• _Activity_: After reading the entries below, copy word for word the lines from the first through the line containing "pub fn label_segments(&self)", and stop there.

• _Supplied material_:
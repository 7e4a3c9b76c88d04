use serde::{Deserialize, Serialize};

use crate::geometry::Vec2;

/// How a multi-waypoint route is interpolated.
#[derive(Debug, Clone, Copy, PartialEq, Eq, Serialize, Deserialize)]
#[serde(rename_all = "kebab-case")]
pub enum RouteStyle {
    /// Smooth curve through every waypoint (Catmull-Rom; quadratic Bezier
    /// for the two-point case).
    Spline,
    /// Straight legs between waypoints.
    Segments,
}

/// Metadata for one leg of a route, used to place labels along it.
#[derive(Debug, Clone, Copy, PartialEq, Serialize, Deserialize)]
pub struct SegmentInfo {
    pub length: f32,
    /// Point at half the leg's arc length.
    pub midpoint: Vec2,
    /// Unit tangent at the midpoint.
    pub tangent: Vec2,
    /// Unit normal at the midpoint (left of travel in y-down space).
    pub normal: Vec2,
    /// Label rotation folded into the readable range (-90, 90].
    pub rotation_deg: f32,
}

/// Sampled route with per-leg metadata.
#[derive(Debug, Clone, PartialEq, Serialize, Deserialize)]
pub struct RouteGeometry {
    pub full_path: Vec<Vec2>,
    pub segments: Vec<SegmentInfo>,
    pub total_length: f32,
}

impl RouteGeometry {
    /// Leg indices ranked longest-first for label placement, ties broken
    /// by original leg order.
    pub fn label_segments(&self) -> Vec<usize> {
        let mut ranked: Vec<(usize, f32)> = self
            .segments
            .iter()
            .enumerate()
            .map(|(i, s)| (i, s.length))
            .collect();
        ranked.sort_by(|a, b| {
            b.1.partial_cmp(&a.1)
                .unwrap_or(std::cmp::Ordering::Equal)
                .then(a.0.cmp(&b.0))
        });
        ranked.into_iter().map(|(i, _)| i).collect()
    }
}

/// One geometry option for a route, produced at a specific endpoint gap.
#[derive(Debug, Clone, PartialEq, Serialize, Deserialize)]
pub struct RouteVariant {
    /// Multiple of the anchor-ring radius the endpoints retreat by.
    pub gap_multiplier: f32,
    pub geometry: RouteGeometry,
}

/// Quadratic Bezier between two points. `curvature` is the perpendicular
/// offset of the control point as a signed fraction of the chord length;
/// zero yields a straight line.
pub fn quadratic_bezier(p0: Vec2, p2: Vec2, curvature: f32, samples: usize) -> Vec<Vec2> {
    let samples = samples.max(2);
    let chord = p2 - p0;
    let mid = (p0 + p2) * 0.5;
    let control = mid + chord.normalized().perp() * (curvature * chord.length());

    (0..samples)
        .map(|i| {
            let t = i as f32 / (samples - 1) as f32;
            let u = 1.0 - t;
            p0 * (u * u) + control * (2.0 * u * t) + p2 * (t * t)
        })
        .collect()
}

/// One Catmull-Rom span from `p1` to `p2` with neighbor control points.
pub fn catmull_rom_segment(p0: Vec2, p1: Vec2, p2: Vec2, p3: Vec2, samples: usize) -> Vec<Vec2> {
    let samples = samples.max(2);
    (0..samples)
        .map(|i| {
            let t = i as f32 / (samples - 1) as f32;
            let t2 = t * t;
            let t3 = t2 * t;
            (p1 * 2.0
                + (p2 - p0) * t
                + (p0 * 2.0 - p1 * 5.0 + p2 * 4.0 - p3) * t2
                + (p1 * 3.0 - p0 - p2 * 3.0 + p3) * t3)
                * 0.5
        })
        .collect()
}

/// Move `point` toward `target` by `distance`, stopping at `target`.
pub fn pull_back(point: Vec2, target: Vec2, distance: f32) -> Vec2 {
    let direction = target - point;
    let available = direction.length();
    if available <= 0.0 || distance <= 0.0 {
        return point;
    }
    if distance >= available {
        return target;
    }
    point + direction.normalized() * distance
}

fn segment_info(path: &[Vec2]) -> Option<SegmentInfo> {
    if path.len() < 2 {
        return None;
    }

    let lengths: Vec<f32> = path.windows(2).map(|w| w[0].distance(w[1])).collect();
    let total: f32 = lengths.iter().sum();
    if total <= 0.0 {
        return None;
    }

    // Sample index at half the arc length.
    let half = total / 2.0;
    let mut cumulative = 0.0;
    let mut mid_idx = path.len() - 1;
    for (i, len) in lengths.iter().enumerate() {
        cumulative += len;
        if cumulative >= half {
            mid_idx = i + 1;
            break;
        }
    }
    mid_idx = mid_idx.min(path.len() - 1);

    let raw_tangent = if mid_idx > 0 && mid_idx < path.len() - 1 {
        path[mid_idx + 1] - path[mid_idx - 1]
    } else if mid_idx < path.len() - 1 {
        path[mid_idx + 1] - path[mid_idx]
    } else {
        path[mid_idx] - path[mid_idx - 1]
    };
    let tangent = raw_tangent.normalized();
    let normal = tangent.perp();

    let mut rotation = tangent.y.atan2(tangent.x).to_degrees();
    if rotation > 90.0 {
        rotation -= 180.0;
    }
    if rotation <= -90.0 {
        rotation += 180.0;
    }

    Some(SegmentInfo {
        length: total,
        midpoint: path[mid_idx],
        tangent,
        normal,
        rotation_deg: rotation,
    })
}

/// Sampled geometry for a route through `waypoints`.
///
/// Returns `None` for degenerate input (fewer than two waypoints, or all
/// legs of zero length).
pub fn route_geometry(
    waypoints: &[Vec2],
    style: RouteStyle,
    samples_per_leg: usize,
    curvature: f32,
) -> Option<RouteGeometry> {
    let n = waypoints.len();
    if n < 2 {
        return None;
    }

    let mut full_path: Vec<Vec2> = Vec::new();
    let mut segments: Vec<SegmentInfo> = Vec::new();

    let mut push_leg = |leg: Vec<Vec2>| {
        if let Some(info) = segment_info(&leg) {
            segments.push(info);
            full_path.extend(leg);
        }
    };

    match style {
        RouteStyle::Segments => {
            for w in waypoints.windows(2) {
                let leg = quadratic_bezier(w[0], w[1], 0.0, samples_per_leg);
                push_leg(leg);
            }
        }
        RouteStyle::Spline if n == 2 => {
            push_leg(quadratic_bezier(
                waypoints[0],
                waypoints[1],
                curvature,
                samples_per_leg,
            ));
        }
        RouteStyle::Spline => {
            for i in 0..n - 1 {
                // Reflect the boundary waypoints to synthesize control
                // points at the ends of the spline.
                let p0 = if i > 0 {
                    waypoints[i - 1]
                } else {
                    waypoints[0] * 2.0 - waypoints[1]
                };
                let p3 = if i + 2 < n {
                    waypoints[i + 2]
                } else {
                    waypoints[n - 1] * 2.0 - waypoints[n - 2]
                };
                push_leg(catmull_rom_segment(
                    p0,
                    waypoints[i],
                    waypoints[i + 1],
                    p3,
                    samples_per_leg,
                ));
            }
        }
    }

    if segments.is_empty() {
        return None;
    }

    let total_length = segments.iter().map(|s| s.length).sum();
    Some(RouteGeometry {
        full_path,
        segments,
        total_length,
    })
}

/// Geometry variants for a route at each endpoint gap multiplier,
/// shortest gap first. The first and last waypoints retreat toward their
/// neighbor by `radius x multiplier` so arrows stop on the anchor ring
/// instead of piercing the city symbol.
pub fn route_variants(
    waypoints: &[Vec2],
    start_radius: f32,
    end_radius: f32,
    gap_multipliers: &[f32],
    style: RouteStyle,
    samples_per_leg: usize,
    curvature: f32,
) -> Vec<RouteVariant> {
    if waypoints.len() < 2 {
        return Vec::new();
    }

    let mut variants = Vec::with_capacity(gap_multipliers.len());
    for &gap in gap_multipliers {
        let mut adjusted = waypoints.to_vec();
        let last = adjusted.len() - 1;
        if start_radius > 0.0 {
            adjusted[0] = pull_back(adjusted[0], waypoints[1], start_radius * gap);
        }
        if end_radius > 0.0 {
            adjusted[last] = pull_back(adjusted[last], waypoints[last - 1], end_radius * gap);
        }

        if let Some(geometry) = route_geometry(&adjusted, style, samples_per_leg, curvature) {
            variants.push(RouteVariant {
                gap_multiplier: gap,
                geometry,
            });
        }
    }
    variants
}

#[cfg(test)]
mod tests {
    use super::{
        RouteStyle, catmull_rom_segment, pull_back, quadratic_bezier, route_geometry,
        route_variants,
    };
    use crate::geometry::Vec2;

    fn close(a: Vec2, b: Vec2) -> bool {
        a.distance(b) < 1e-3
    }

    #[test]
    fn bezier_hits_both_endpoints() {
        let p0 = Vec2::new(0.0, 0.0);
        let p2 = Vec2::new(100.0, 40.0);
        let path = quadratic_bezier(p0, p2, 0.25, 20);
        assert_eq!(path.len(), 20);
        assert!(close(path[0], p0));
        assert!(close(path[19], p2));
    }

    #[test]
    fn zero_curvature_bezier_is_straight() {
        let path = quadratic_bezier(Vec2::ZERO, Vec2::new(10.0, 0.0), 0.0, 11);
        for p in &path {
            assert!(p.y.abs() < 1e-5);
        }
        assert!(close(path[5], Vec2::new(5.0, 0.0)));
    }

    #[test]
    fn catmull_rom_interpolates_span_endpoints() {
        let p0 = Vec2::new(-10.0, 0.0);
        let p1 = Vec2::new(0.0, 0.0);
        let p2 = Vec2::new(10.0, 10.0);
        let p3 = Vec2::new(20.0, 10.0);
        let path = catmull_rom_segment(p0, p1, p2, p3, 30);
        assert!(close(path[0], p1));
        assert!(close(path[29], p2));
    }

    #[test]
    fn spline_route_passes_through_every_waypoint() {
        let waypoints = [
            Vec2::new(0.0, 0.0),
            Vec2::new(60.0, 20.0),
            Vec2::new(120.0, -10.0),
        ];
        let geometry = route_geometry(&waypoints, RouteStyle::Spline, 25, 0.0).unwrap();
        assert_eq!(geometry.segments.len(), 2);
        for waypoint in &waypoints {
            let nearest = geometry
                .full_path
                .iter()
                .map(|p| p.distance(*waypoint))
                .fold(f32::MAX, f32::min);
            assert!(nearest < 1e-3, "waypoint {:?} missed", waypoint);
        }
    }

    #[test]
    fn degenerate_routes_yield_nothing() {
        assert!(route_geometry(&[Vec2::ZERO], RouteStyle::Spline, 10, 0.0).is_none());
        assert!(route_geometry(&[Vec2::ZERO, Vec2::ZERO], RouteStyle::Spline, 10, 0.0).is_none());
    }

    #[test]
    fn label_segments_rank_longest_leg_first() {
        let waypoints = [
            Vec2::new(0.0, 0.0),
            Vec2::new(30.0, 0.0),
            Vec2::new(130.0, 0.0),
            Vec2::new(180.0, 0.0),
        ];
        let geometry = route_geometry(&waypoints, RouteStyle::Segments, 10, 0.0).unwrap();
        assert_eq!(geometry.label_segments(), vec![1, 2, 0]);
    }

    #[test]
    fn pull_back_moves_exactly_and_never_overshoots() {
        let p = Vec2::new(0.0, 0.0);
        let target = Vec2::new(10.0, 0.0);
        assert!(close(pull_back(p, target, 4.0), Vec2::new(4.0, 0.0)));
        assert!(close(pull_back(p, target, 25.0), target));
        assert!(close(pull_back(p, p, 5.0), p));
    }

    #[test]
    fn variants_retreat_endpoints_by_growing_gaps() {
        let waypoints = [Vec2::new(0.0, 0.0), Vec2::new(100.0, 0.0)];
        let variants = route_variants(
            &waypoints,
            4.0,
            4.0,
            &[2.0, 3.0, 4.0],
            RouteStyle::Spline,
            20,
            0.0,
        );
        assert_eq!(variants.len(), 3);
        assert_eq!(variants[0].gap_multiplier, 2.0);
        assert!(close(variants[0].geometry.full_path[0], Vec2::new(8.0, 0.0)));
        assert!(close(
            variants[2].geometry.full_path[0],
            Vec2::new(16.0, 0.0)
        ));
        let last = *variants[1].geometry.full_path.last().unwrap();
        assert!(close(last, Vec2::new(88.0, 0.0)));
    }
}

• _Solved problem_:
repository 7e4a3c9b76c88d04
use serde::{Deserialize, Serialize};

use crate::geometry::Vec2;

/// How a multi-waypoint route is interpolated.
#[derive(Debug, Clone, Copy, PartialEq, Eq, Serialize, Deserialize)]
#[serde(rename_all = "kebab-case")]
pub enum RouteStyle {
    /// Smooth curve through every waypoint (Catmull-Rom; quadratic Bezier
    /// for the two-point case).
    Spline,
    /// Straight legs between waypoints.
    Segments,
}

/// Metadata for one leg of a route, used to place labels along it.
#[derive(Debug, Clone, Copy, PartialEq, Serialize, Deserialize)]
pub struct SegmentInfo {
    pub length: f32,
    /// Point at half the leg's arc length.
    pub midpoint: Vec2,
    /// Unit tangent at the midpoint.
    pub tangent: Vec2,
    /// Unit normal at the midpoint (left of travel in y-down space).
    pub normal: Vec2,
    /// Label rotation folded into the readable range (-90, 90].
    pub rotation_deg: f32,
}

/// Sampled route with per-leg metadata.
#[derive(Debug, Clone, PartialEq, Serialize, Deserialize)]
pub struct RouteGeometry {
    pub full_path: Vec<Vec2>,
    pub segments: Vec<SegmentInfo>,
    pub total_length: f32,
}

impl RouteGeometry {
    /// Leg indices ranked longest-first for label placement, ties broken
    /// by original leg order.
    pub fn label_segments(&self) -> Vec<usize> {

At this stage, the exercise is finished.